Kaspa (KAS) Forms a Long-Term Descending Wedge

Kaspa (KAS) is now trading around $0.0325 after a deep drop from 2024 peaks above $0.20. The weekly chart has formed a descending wedge, within which the price has been compressing since the end of 2024.

Such structures most often break upward. If confirmed, the nearest target will be $0.054, followed by a zone around $0.075. The main support is around $0.030, which has held the price since January 2026.

Weekly volumes are declining, BBWP continues to show low volatility. RSI has already broken its descending trendline and is now testing it from above as support.

KAS weekly chart

KAS on the weekly chart. Source: TradingView

The key driver here is the Toccata hard fork, which is scheduled to launch on the mainnet between June 5 and 20, 2026. The update will add native KRC-20 tokens, programmable covenants via the Silverscript compiler, and zero-knowledge support at the base layer.

Usually, before such upgrades, the market starts accumulating in advance. That’s why May looks like the most convenient window, while expectations are not yet fully priced in.

Sui (SUI) Tests the Lower Boundary of the Annual Range

Sui (SUI) is now trading around $0.91 after a sharp drop from 2025 highs above $5.30. Throughout 2026, the price has essentially remained around $0.90, holding at the same support zone.

A breakdown below opens the way for a deeper correction — down to the 1.0 Fibonacci level around $0.355. If support holds, the structure will start to turn upward, and the first target will be the 0.786 level near $1.43.

Next in the scenario is the $2.27 zone (0.618 level), which forms the key target if growth develops. At the same time, BBWP shows volatility compression, and RSI on the weekly chart remains near oversold and has not yet given a clear reversal signal.

SUI weekly chart

SUI dynamics on the weekly chart. Source: TradingView

The key driver here falls right in the trading window. On May 4, 2026, CME Group launches regulated futures on SUI, opening access for institutional players.
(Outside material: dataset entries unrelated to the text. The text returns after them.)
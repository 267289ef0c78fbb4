//! Article repository: publish filtering, navigation and aggregation.
//!
//! # Responsibility
//! - Expose the article use-cases of the site generator on top of any
//!   [`ArticleStore`].
//! - Own the ordering, filtering and deduplication rules so they hold for
//!   every storage engine.
//!
//! # Invariants
//! - Drafts and special pages never appear in published listings,
//!   navigation, or tag/series queries.
//! - Listings that may legitimately be empty (`query_all`, `articles`,
//!   `drafts`, `special_pages`, `tags`, `series`) return an empty `Vec`.
//!   Lookups that expect a specific result (`query_raw_by_source_path`,
//!   navigation, tag/series filters) return `RepoError::NotFound`.
//!   `most_recent_article` returns `None` on an empty collection.
//! - Navigation is tie-inclusive: an article sharing the reference timestamp
//!   is a neighbor in both directions.

use crate::model::article::{Article, ArticleId};
use crate::repo::article_store::{ArticleStore, RemoveMode};
use crate::repo::error::{Lookup, RepoError, RepoResult};
use crate::repo::query::{
    distinct_in_order, ArticleOrder, ArticleQuery, Direction, NameMatch,
};
use log::debug;

/// Article use-cases over a storage engine.
pub struct ArticleRepository<S: ArticleStore> {
    store: S,
}

impl<S: ArticleStore> ArticleRepository<S> {
    pub fn new(store: S) -> Self {
        Self { store }
    }

    /// Returns the underlying store.
    pub fn into_inner(self) -> S {
        self.store
    }

    /// Upserts `article` by source path and returns the persisted state.
    ///
    /// An existing row (soft-deleted or not) is updated in place and keeps its
    /// id; its tag set is replaced by `article.tags`. The stored row is always
    /// live afterwards, whatever `article.is_deleted` says.
    pub fn add(&mut self, article: &Article) -> RepoResult<Article> {
        self.store.persist(article)?;
        let stored = self
            .find_one(
                ArticleQuery::by_source_path(article.source_path.as_str()).including_deleted(),
            )?
            .ok_or(RepoError::InconsistentState(
                "persisted article not found in read-back",
            ))?;
        if stored.is_deleted {
            return Err(RepoError::InconsistentState(
                "persisted article is still soft-deleted",
            ));
        }
        Ok(stored)
    }

    /// Upserts all articles in one transaction.
    pub fn add_all(&mut self, articles: &[Article]) -> RepoResult<Vec<ArticleId>> {
        self.store.persist_batch(articles)
    }

    /// Permanently removes the article and its tags. Absent paths are not an error.
    pub fn delete(&mut self, source_path: &str) -> RepoResult<()> {
        if !self.store.remove(source_path, RemoveMode::Hard)? {
            debug!("event=article_delete module=repo status=noop reason=not_found");
        }
        Ok(())
    }

    /// Hides the article from every query without purging it.
    pub fn soft_delete(&mut self, source_path: &str) -> RepoResult<()> {
        if self.store.remove(source_path, RemoveMode::Soft)? {
            Ok(())
        } else {
            Err(RepoError::NotFound(Lookup::SourcePath(source_path.to_string())))
        }
    }

    /// Makes a soft-deleted article visible again.
    pub fn restore(&mut self, source_path: &str) -> RepoResult<()> {
        if self.store.restore(source_path)? {
            Ok(())
        } else {
            Err(RepoError::NotFound(Lookup::SourcePath(source_path.to_string())))
        }
    }

    /// Every live article, drafts and special pages included, newest first.
    pub fn query_all(&self) -> RepoResult<Vec<Article>> {
        self.store.find(&ArticleQuery::all())
    }

    /// Natural-key lookup regardless of publish state.
    pub fn query_raw_by_source_path(&self, source_path: &str) -> RepoResult<Article> {
        self.find_one(ArticleQuery::by_source_path(source_path))?
            .ok_or_else(|| RepoError::NotFound(Lookup::SourcePath(source_path.to_string())))
    }

    /// The published-articles view, newest first.
    pub fn articles(&self) -> RepoResult<Vec<Article>> {
        self.store.find(&ArticleQuery::published())
    }

    /// Newest published article, or `None` when nothing is published.
    pub fn most_recent_article(&self) -> RepoResult<Option<Article>> {
        self.find_one(ArticleQuery::published().limit(1))
    }

    /// Closest published article at or after the reference timestamp.
    pub fn next_article(&self, reference: &Article) -> RepoResult<Article> {
        self.neighbor(reference, Direction::Next, false)
    }

    /// Closest published article at or before the reference timestamp.
    pub fn prev_article(&self, reference: &Article) -> RepoResult<Article> {
        self.neighbor(reference, Direction::Prev, false)
    }

    /// Published articles carrying `tag_name`, compared ignoring ASCII case.
    pub fn articles_by_tag(&self, tag_name: &str) -> RepoResult<Vec<Article>> {
        let query =
            ArticleQuery::published().tagged(NameMatch::IgnoreCase(tag_name.to_string()));
        non_empty(self.store.find(&query)?, || Lookup::Tag(tag_name.to_string()))
    }

    /// Published articles of `series`, compared ignoring ASCII case.
    pub fn articles_by_series(&self, series: &str) -> RepoResult<Vec<Article>> {
        let query =
            ArticleQuery::published().in_series(NameMatch::IgnoreCase(series.to_string()));
        non_empty(self.store.find(&query)?, || Lookup::Series(series.to_string()))
    }

    /// Like [`Self::next_article`], restricted to the reference's series.
    pub fn next_article_in_series(&self, reference: &Article) -> RepoResult<Article> {
        self.neighbor(reference, Direction::Next, true)
    }

    /// Like [`Self::prev_article`], restricted to the reference's series.
    pub fn prev_article_in_series(&self, reference: &Article) -> RepoResult<Article> {
        self.neighbor(reference, Direction::Prev, true)
    }

    /// Distinct tag names of the published view, in first-seen order.
    ///
    /// Articles are walked in insertion order and each article's tags in
    /// their stored order. Names are compared exactly.
    pub fn tags(&self) -> RepoResult<Vec<String>> {
        let published = self.published_in_insertion_order()?;
        Ok(distinct_in_order(
            published
                .iter()
                .flat_map(|article| article.tags.iter().map(|tag| tag.name.as_str())),
        ))
    }

    /// Distinct non-empty series names of the published view, in first-seen
    /// insertion order.
    pub fn series(&self) -> RepoResult<Vec<String>> {
        let published = self.published_in_insertion_order()?;
        Ok(distinct_in_order(
            published
                .iter()
                .filter(|article| article.has_series())
                .map(|article| article.series.as_str()),
        ))
    }

    /// Draft articles, newest first.
    pub fn drafts(&self) -> RepoResult<Vec<Article>> {
        self.store.find(&ArticleQuery::drafts())
    }

    /// Special pages, newest first.
    pub fn special_pages(&self) -> RepoResult<Vec<Article>> {
        self.store.find(&ArticleQuery::special_pages())
    }

    fn neighbor(
        &self,
        reference: &Article,
        direction: Direction,
        within_series: bool,
    ) -> RepoResult<Article> {
        let missing = || match (direction, within_series) {
            (Direction::Next, false) => Lookup::NextArticle,
            (Direction::Prev, false) => Lookup::PrevArticle,
            (Direction::Next, true) => Lookup::NextInSeries(reference.series.clone()),
            (Direction::Prev, true) => Lookup::PrevInSeries(reference.series.clone()),
        };

        let reference_id = reference
            .id
            .ok_or_else(|| RepoError::InvalidReference(reference.source_path.clone()))?;

        if within_series && !reference.has_series() {
            return Err(RepoError::NotFound(missing()));
        }

        let mut query = direction.neighbor_query(reference_id, reference.modification_time);
        if within_series {
            query = query.in_series(NameMatch::Exact(reference.series.clone()));
        }

        self.find_one(query)?
            .ok_or_else(|| RepoError::NotFound(missing()))
    }

    fn published_in_insertion_order(&self) -> RepoResult<Vec<Article>> {
        self.store
            .find(&ArticleQuery::published().ordered(ArticleOrder::Inserted))
    }

    fn find_one(&self, query: ArticleQuery) -> RepoResult<Option<Article>> {
        Ok(self.store.find(&query)?.into_iter().next())
    }
}

fn non_empty(articles: Vec<Article>, lookup: impl FnOnce() -> Lookup) -> RepoResult<Vec<Article>> {
    if articles.is_empty() {
        Err(RepoError::NotFound(lookup()))
    } else {
        Ok(articles)
    }
}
Additional demand pressure is increased by the application to launch Grayscale Sui Trust (S-1) and the launch of 2x SUI ETF by 21Shares. All this supports demand for the asset throughout May.

NEAR Protocol (NEAR) Approaches Key Resistance of Several Years

NEAR is now trading around $1.30 after a long consolidation within its long-term support zone. The price is gradually compressing under a descending trendline stretching from the 2022 peak near $20 through the lower high of 2024.
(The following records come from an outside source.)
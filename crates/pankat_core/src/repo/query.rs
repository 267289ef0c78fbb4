//! Engine-independent article query construction.
//!
//! # Responsibility
//! - Express every repository read as one predicate/order/limit value.
//! - Derive navigation queries from a reference article.
//!
//! # Invariants
//! - Time bounds are inclusive; navigation excludes only the reference row.
//! - `NewestFirst` is `modification_time DESC, id ASC`; `OldestFirst` is its
//!   exact reverse, so equal timestamps always resolve the same way.
//! - `Inserted` is `id ASC`; re-adding an article keeps its id and position.
//! - Soft-deleted rows are excluded unless `include_deleted` is set.

use crate::model::article::ArticleId;
use chrono::{DateTime, Utc};
use std::collections::HashSet;

/// Publish-state filter.
#[derive(Debug, Clone, Copy, Default, PartialEq, Eq)]
pub enum Visibility {
    /// Drafts and special pages included.
    #[default]
    All,
    /// Neither draft nor special page.
    Published,
    Drafts,
    SpecialPages,
}

/// Name comparison mode for tag/series filters.
#[derive(Debug, Clone, PartialEq, Eq)]
pub enum NameMatch {
    Exact(String),
    /// Exact match ignoring ASCII case.
    IgnoreCase(String),
}

/// Inclusive bound on `modification_time`.
#[derive(Debug, Clone, Copy, PartialEq, Eq)]
pub enum TimeBound {
    AtOrAfter(DateTime<Utc>),
    AtOrBefore(DateTime<Utc>),
}

#[derive(Debug, Clone, Copy, Default, PartialEq, Eq)]
pub enum ArticleOrder {
    #[default]
    NewestFirst,
    OldestFirst,
    /// Storage id ascending, i.e. first-insert order.
    Inserted,
}

/// Predicate, ordering and limit for one article read.
#[derive(Debug, Clone, Default, PartialEq, Eq)]
pub struct ArticleQuery {
    pub visibility: Visibility,
    pub source_path: Option<String>,
    pub tag: Option<NameMatch>,
    pub series: Option<NameMatch>,
    pub modified: Option<TimeBound>,
    pub exclude_id: Option<ArticleId>,
    pub order: ArticleOrder,
    pub limit: Option<u32>,
    pub include_deleted: bool,
}

impl ArticleQuery {
    /// Every live article, newest first.
    pub fn all() -> Self {
        Self::default()
    }

    /// The published-articles view, newest first.
    pub fn published() -> Self {
        Self::with_visibility(Visibility::Published)
    }

    pub fn drafts() -> Self {
        Self::with_visibility(Visibility::Drafts)
    }

    pub fn special_pages() -> Self {
        Self::with_visibility(Visibility::SpecialPages)
    }

    /// Natural-key lookup regardless of publish state.
    pub fn by_source_path(path: impl Into<String>) -> Self {
        Self {
            source_path: Some(path.into()),
            limit: Some(1),
            ..Self::default()
        }
    }

    fn with_visibility(visibility: Visibility) -> Self {
        Self {
            visibility,
            ..Self::default()
        }
    }

    pub fn tagged(mut self, tag: NameMatch) -> Self {
        self.tag = Some(tag);
        self
    }

    pub fn in_series(mut self, series: NameMatch) -> Self {
        self.series = Some(series);
        self
    }

    pub fn modified(mut self, bound: TimeBound) -> Self {
        self.modified = Some(bound);
        self
    }

    pub fn excluding(mut self, id: ArticleId) -> Self {
        self.exclude_id = Some(id);
        self
    }

    pub fn ordered(mut self, order: ArticleOrder) -> Self {
        self.order = order;
        self
    }

    pub fn limit(mut self, limit: u32) -> Self {
        self.limit = Some(limit);
        self
    }

    pub fn including_deleted(mut self) -> Self {
        self.include_deleted = true;
        self
    }
}

/// Navigation direction through the published timeline.
#[derive(Debug, Clone, Copy, PartialEq, Eq)]
pub enum Direction {
    /// Towards more recent articles.
    Next,
    /// Towards older articles.
    Prev,
}

impl Direction {
    /// Builds the single-row query returning the closest neighbor of the
    /// reference in this direction.
    ///
    /// Candidates sharing the reference timestamp qualify in both
    /// directions; only the reference row itself is excluded.
    pub fn neighbor_query(self, reference_id: ArticleId, at: DateTime<Utc>) -> ArticleQuery {
        let (bound, order) = match self {
            Self::Next => (TimeBound::AtOrAfter(at), ArticleOrder::OldestFirst),
            Self::Prev => (TimeBound::AtOrBefore(at), ArticleOrder::NewestFirst),
        };

        ArticleQuery::published()
            .modified(bound)
            .excluding(reference_id)
            .ordered(order)
            .limit(1)
    }
}

/// Collapses duplicate names keeping the first occurrence of each.
pub fn distinct_in_order<'a, I>(names: I) -> Vec<String>
where
    I: IntoIterator<Item = &'a str>,
{
    let mut seen = HashSet::new();
    names
        .into_iter()
        .filter(|name| seen.insert(*name))
        .map(str::to_string)
        .collect()
}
See also: Bitcoin Growth Slowed After Fed Decision to Hold Rates Due to Middle East Uncertainty

A confident breakout of this line will open the way to the first target around $3.30, which is the intersection of support and resistance levels. The next target is closer to $8, where a double top formed in March and December 2024.

BBWP indicates low volatility, and RSI on the weekly chart is testing its own descending trendline. Usually, breaking it signals a stronger move.

NEAR weekly chart

NEAR weekly chart. Source: TradingView 

The main idea around NEAR now is the transition to a user-owned AI model, as discussed in Messari research.
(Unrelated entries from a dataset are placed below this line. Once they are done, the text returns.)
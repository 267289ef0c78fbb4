//! Article persistence and query layer.
//!
//! # Responsibility
//! - Define the storage engine contract (`ArticleStore`) and its SQLite
//!   implementation.
//! - Build the article use-cases (`ArticleRepository`) on top of it.
//!
//! # Invariants
//! - Write paths call `Article::validate()` before SQL mutations.
//! - Repository APIs return semantic errors (`NotFound`) distinct from
//!   storage failures.

pub mod article_repo;
pub mod article_store;
pub mod error;
pub mod query;
//! Article persistence core for the pankat static-site generator.
//! This crate is the single source of truth for article ordering, filtering
//! and navigation rules.

pub mod config;
pub mod db;
pub mod logging;
pub mod model;
pub mod repo;

pub use config::{Config, ConfigError, DbConfig, DbLocation};
pub use logging::{
    default_log_level, init_logging, init_logging_from_config, logging_status,
};
pub use model::article::{
    Article, ArticleId, ArticleValidationError, PresentationFlags, Tag, TagId,
};
pub use repo::article_repo::ArticleRepository;
pub use repo::article_store::{ArticleStore, RemoveMode, SqliteArticleStore};
pub use repo::error::{Lookup, RepoError, RepoResult};
pub use repo::query::{ArticleOrder, ArticleQuery, Direction, NameMatch, TimeBound, Visibility};

/// Returns the core crate version.
pub fn core_version() -> &'static str {
    env!("CARGO_PKG_VERSION")
}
The 2026 roadmap focuses on scaling to one million transactions per second and developing AI-Intents. Already launched products, including IronClaw, NEAR AI Cloud and the GPU marketplace with TEE protection, cover more than 100 million users.

Additional growth factors may include spot ETF applications for NEAR from Grayscale and Bitwise, which remain a potential trigger for upward movement.

Why These Altcoin Setups Matter Ahead of May 2026

All charts now show the same picture. Price is compressing, volumes are declining, BBWP indicates low volatility. RSI in each case is either forming a bottom or hitting key trendlines.

And importantly, all these assets have triggers converging in time. Such coincidence is rare for altcoins.

Whether the classic ‘sell in May’ rule works will largely depend on macroeconomics. If bitcoin continues to consolidate and Fed policy eases, May could become a turning point that traders have been watching for a long time.

If macro starts to put pressure, the same compressed structures may break down and confirm the usual seasonal scenario.